» **Exercise objective**: Would you repeat the entries beneath, with nothing changed?

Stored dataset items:
- - -
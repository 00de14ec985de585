/// Point count above which the downsampled quality tier reduces a file
pub const DOWNSAMPLE_THRESHOLD: usize = 4_000_000;

/// Approximate point count the voxel grid is sized for
pub const TARGET_POINTS: usize = 3_000_000;

/// Smallest voxel edge length (1mm)
pub const MIN_GRID_SIZE: f64 = 0.001;

/// Floor applied to each bounding box extent before computing volume
pub const MIN_AXIS_EXTENT: f64 = 0.001;

/// Bits available per axis in a packed voxel key
pub const VOXEL_AXIS_BITS: u32 = 21;

/// Progress cadence of the cell-marking pass (points)
pub const SCAN_PROGRESS_INTERVAL: usize = 100_000;

/// Progress cadence of the copy pass (kept points)
pub const COPY_PROGRESS_INTERVAL: usize = 20_000;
- - -
» **Reply**:
repository 00de14ec985de585
/// Point count above which the downsampled quality tier reduces a file
pub const DOWNSAMPLE_THRESHOLD: usize = 4_000_000;

/// Approximate point count the voxel grid is sized for
pub const TARGET_POINTS: usize = 3_000_000;

/// Smallest voxel edge length (1mm)
pub const MIN_GRID_SIZE: f64 = 0.001;

/// Floor applied to each bounding box extent before computing volume
pub const MIN_AXIS_EXTENT: f64 = 0.001;

/// Bits available per axis in a packed voxel key
pub const VOXEL_AXIS_BITS: u32 = 21;

/// Progress cadence of the cell-marking pass (points)
pub const SCAN_PROGRESS_INTERVAL: usize = 100_000;

/// Progress cadence of the copy pass (kept points)
pub const COPY_PROGRESS_INTERVAL: usize = 20_000;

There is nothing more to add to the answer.